*Task details*.
Only the lines that hold the word "collect" are wanted from this listing.

*Material provided*.
=== Section Start ===

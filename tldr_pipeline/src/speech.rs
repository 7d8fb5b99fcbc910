/// Splits narration into pieces short enough for one speech request.
///
/// Pieces break at sentence ends where possible, then at whitespace, and
/// only split inside a word when a single word exceeds `max_chars`. Every
/// returned piece is at most `max_chars` characters and none is empty.
#[must_use]
pub fn split_for_speech(text: &str, max_chars: usize) -> Vec<String> {
    let max_chars = max_chars.max(1);

    let pieces = sentences(text)
        .into_iter()
        .flat_map(|sentence| split_long_sentence(sentence, max_chars));

    pack(pieces, max_chars)
}

fn sentences(text: &str) -> Vec<&str> {
    let mut sentences = Vec::new();
    let mut start = 0;
    let mut chars = text.char_indices().peekable();

    while let Some((i, c)) = chars.next() {
        let boundary = match c {
            '.' | '!' | '?' => chars
                .peek()
                .is_none_or(|(_, next)| next.is_whitespace()),
            '\n' => true,
            _ => false,
        };

        if boundary {
            let end = i + c.len_utf8();
            sentences.push(&text[start..end]);
            start = end;
        }
    }

    if start < text.len() {
        sentences.push(&text[start..]);
    }

    sentences
        .into_iter()
        .map(str::trim)
        .filter(|sentence| !sentence.is_empty())
        .collect()
}

fn split_long_sentence(sentence: &str, max_chars: usize) -> Vec<String> {
    if sentence.chars().count() <= max_chars {
        return vec![sentence.to_string()];
    }

    let words = sentence.split_whitespace().flat_map(|word| {
        let chars: Vec<char> = word.chars().collect();
        chars
            .chunks(max_chars)
            .map(|chunk| chunk.iter().collect::<String>())
            .collect::<Vec<_>>()
    });

    pack(words, max_chars)
}

// Greedily joins pieces with single spaces while they fit.
fn pack(pieces: impl Iterator<Item = String>, max_chars: usize) -> Vec<String> {
    let mut packed = Vec::new();
    let mut current = String::new();
    let mut current_len = 0;

    for piece in pieces {
        let piece_len = piece.chars().count();
        if current_len > 0 && current_len + 1 + piece_len > max_chars {
            packed.push(std::mem::take(&mut current));
            current_len = 0;
        }
        if current_len > 0 {
            current.push(' ');
            current_len += 1;
        }
        current.push_str(&piece);
        current_len += piece_len;
    }

    if !current.is_empty() {
        packed.push(current);
    }

    packed
}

=== Section End ===

*Exercise answer*.
        .collect()
        let chars: Vec<char> = word.chars().collect();
            .map(|chunk| chunk.iter().collect::<String>())
            .collect::<Vec<_>>()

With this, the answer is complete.